Supply chains are being re-regionalised
Environmental and resilience considerations are prompting a reassessment of geographically dispersed manufacturing models. Shorter, more integrated supply chains reduce transport emissions while improving resilience — an issue highlighted starkly by recent global disruptions. A more localised ecosystem for pMDI component manufacture also facilitates closer collaboration among formulation scientists, device engineers, and manufacturing teams, which is particularly valuable during the kind of iterative redesign the transition to low GWP propellants demands.
For ESG, this strengthens both environmental performance and operational resilience.
What will define leadership over the next decade
Organisations that navigate this transition successfully are likely to share three characteristics: integration of sustainability with product engineering rather than separating it into reporting structures; early investment in scalable, validated infrastructure before regulatory deadlines compel change; and the adoption of collaborative development models that share technical risk across the value chain.
The inhalation industry has entered a phase where progress will be measured less by ambition and more by the ability to deliver approved, manufacturable, lower-impact therapies at global scale. The goal is to develop treatments that are both clinically effective and environmentally better, and to deliver them reliably to patients everywhere, not just in limited trials or markets.
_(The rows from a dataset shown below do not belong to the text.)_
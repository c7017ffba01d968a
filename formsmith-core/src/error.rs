//! Error types for form document operations.

use thiserror::Error;

/// Result type for form document operations.
pub type FormResult<T> = Result<T, FormError>;

/// Errors that can occur while editing a form document.
#[derive(Debug, Error)]
pub enum FormError {
    /// Field not found anywhere in the document.
    #[error("Field not found: {0}")]
    FieldNotFound(String),

    /// Step not found in the document.
    #[error("Step not found: {0}")]
    StepNotFound(String),

    /// An index fell outside the valid range.
    #[error("Index {index} out of range (length {len})")]
    IndexOutOfRange {
        /// The rejected index.
        index: usize,
        /// Length of the sequence it was checked against.
        len: usize,
    },

    /// The last remaining step cannot be deleted.
    #[error("A form must keep at least one step")]
    LastStep,

    /// The field type string is not one of the supported types.
    #[error("Unknown field type: {0}")]
    UnknownFieldType(String),

    /// A template without steps cannot be loaded.
    #[error("Template has no steps")]
    EmptyTemplate,

    /// Document serialization/deserialization error.
    #[error("Serialization error: {0}")]
    Serialization(#[from] serde_json::Error),
}
//! Still-image output and file path generation

use image::imageops::FilterType;
use image::{ImageFormat, RgbaImage};
use std::io;
use std::path::{Path, PathBuf};
use thiserror::Error;

/// Error type for output operations
#[derive(Debug, Error)]
pub enum OutputError {
    /// IO error during file operations
    #[error("IO error: {0}")]
    Io(#[from] io::Error),
    /// Image encoding error
    #[error("Image error: {0}")]
    Image(#[from] image::ImageError),
    /// Animated export needs at least two frames
    #[error("cannot export an animation with {frames} frame(s), at least 2 are required")]
    EmptyAnimation { frames: usize },
    /// Scaled dimensions do not fit in `u32`
    #[error("{width}x{height} scaled by {factor} is too large")]
    TooLarge { width: u32, height: u32, factor: u32 },
}

/// Container formats the renderer can write.
#[derive(Debug, Clone, Copy, PartialEq, Eq, Default, clap::ValueEnum)]
pub enum StillFormat {
    #[default]
    Png,
    Gif,
}

impl StillFormat {
    pub fn extension(&self) -> &'static str {
        match self {
            StillFormat::Png => "png",
            StillFormat::Gif => "gif",
        }
    }

    fn image_format(&self) -> ImageFormat {
        match self {
            StillFormat::Png => ImageFormat::Png,
            StillFormat::Gif => ImageFormat::Gif,
        }
    }
}

/// Create parent directories of `path` if they don't exist.
pub(crate) fn ensure_parent_dir(path: &Path) -> Result<(), OutputError> {
    if let Some(parent) = path.parent() {
        if !parent.as_os_str().is_empty() && !parent.exists() {
            std::fs::create_dir_all(parent)?;
        }
    }
    Ok(())
}

/// Save an RGBA image as a still PNG or GIF.
pub fn save_still(image: &RgbaImage, path: &Path, format: StillFormat) -> Result<(), OutputError> {
    ensure_parent_dir(path)?;
    image.save_with_format(path, format.image_format())?;
    Ok(())
}

/// Write SUM text to a file, creating parent directories.
pub fn save_script(text: &str, path: &Path) -> Result<(), OutputError> {
    ensure_parent_dir(path)?;
    std::fs::write(path, text)?;
    Ok(())
}

/// Scale image by integer factor using nearest-neighbor interpolation.
///
/// Keeps glyph edges crisp. A factor of 0 or 1 returns the image unchanged.
pub fn scale_image(image: RgbaImage, factor: u32) -> Result<RgbaImage, OutputError> {
    if factor <= 1 {
        return Ok(image);
    }
    let (width, height) = image.dimensions();
    let too_large = || OutputError::TooLarge { width, height, factor };
    let scaled_width = width.checked_mul(factor).ok_or_else(too_large)?;
    let scaled_height = height.checked_mul(factor).ok_or_else(too_large)?;
    Ok(image::imageops::resize(&image, scaled_width, scaled_height, FilterType::Nearest))
}

/// Generate the output path for a converted file.
///
/// | Scenario | Output |
/// |----------|--------|
/// | No `-o` | `{input_dir}/{stem}.{ext}` |
/// | `-o out.png` | `out.png` |
/// | `-o dir/` (or an existing directory) | `dir/{stem}.{ext}` |
pub fn generate_output_path(input: &Path, extension: &str, output_arg: Option<&Path>) -> PathBuf {
    let stem = input.file_stem().and_then(|s| s.to_str()).unwrap_or("output");
    let file_name = format!("{}.{}", stem, extension);

    match output_arg {
        Some(output) => {
            let is_dir = output.as_os_str().to_string_lossy().ends_with('/') || output.is_dir();
            if is_dir {
                output.join(file_name)
            } else {
                output.to_path_buf()
            }
        }
        None => {
            let parent = input.parent().unwrap_or(Path::new(""));
            if parent.as_os_str().is_empty() {
                PathBuf::from(file_name)
            } else {
                parent.join(file_name)
            }
        }
    }
}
The decarbonisation of inhaled medicines is neither a branding exercise nor a singular technological breakthrough. It is an extended process of disciplined redesign — component by component, process by process — within one of healthcare’s most tightly regulated environments. Success will depend on close collaboration between pharmaceutical companies, device specialists, and regulators to deliver environmental progress without compromising the reliability patients depend on.